EXERCISE DIRECTIONS:
Pull out every line of the listing below where "MessageLevel" appears.

----------

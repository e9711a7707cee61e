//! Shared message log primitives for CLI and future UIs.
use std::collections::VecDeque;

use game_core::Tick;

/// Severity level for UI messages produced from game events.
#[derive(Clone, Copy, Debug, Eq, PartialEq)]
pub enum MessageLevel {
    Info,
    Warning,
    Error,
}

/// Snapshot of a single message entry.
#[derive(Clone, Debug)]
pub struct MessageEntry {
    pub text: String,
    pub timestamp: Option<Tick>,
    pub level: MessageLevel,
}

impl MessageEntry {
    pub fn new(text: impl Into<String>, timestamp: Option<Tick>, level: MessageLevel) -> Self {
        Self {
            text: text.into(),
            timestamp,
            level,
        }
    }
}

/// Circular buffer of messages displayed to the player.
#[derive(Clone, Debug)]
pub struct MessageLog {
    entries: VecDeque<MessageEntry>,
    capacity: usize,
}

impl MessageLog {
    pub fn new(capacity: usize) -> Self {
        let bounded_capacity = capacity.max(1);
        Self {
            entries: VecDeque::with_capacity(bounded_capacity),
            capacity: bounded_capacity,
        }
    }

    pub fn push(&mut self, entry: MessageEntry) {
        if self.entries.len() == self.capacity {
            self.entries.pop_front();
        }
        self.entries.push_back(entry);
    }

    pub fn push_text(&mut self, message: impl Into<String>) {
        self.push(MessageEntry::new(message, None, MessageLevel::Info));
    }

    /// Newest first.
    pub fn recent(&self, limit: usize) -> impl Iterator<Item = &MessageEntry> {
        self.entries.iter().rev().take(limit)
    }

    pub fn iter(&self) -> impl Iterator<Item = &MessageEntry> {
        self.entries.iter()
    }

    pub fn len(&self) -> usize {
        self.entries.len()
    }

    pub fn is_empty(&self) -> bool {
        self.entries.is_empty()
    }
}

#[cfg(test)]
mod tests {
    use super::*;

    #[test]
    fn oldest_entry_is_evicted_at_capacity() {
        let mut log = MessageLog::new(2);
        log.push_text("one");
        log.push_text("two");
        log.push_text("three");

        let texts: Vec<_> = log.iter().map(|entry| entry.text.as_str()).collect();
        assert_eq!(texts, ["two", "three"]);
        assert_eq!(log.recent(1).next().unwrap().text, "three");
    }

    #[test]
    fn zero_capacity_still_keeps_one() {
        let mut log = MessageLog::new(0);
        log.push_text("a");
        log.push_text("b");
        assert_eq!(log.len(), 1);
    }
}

----------

SOLVED PROBLEM:
pub enum MessageLevel {
    pub level: MessageLevel,
    pub fn new(text: impl Into<String>, timestamp: Option<Tick>, level: MessageLevel) -> Self {
        self.push(MessageEntry::new(message, None, MessageLevel::Info));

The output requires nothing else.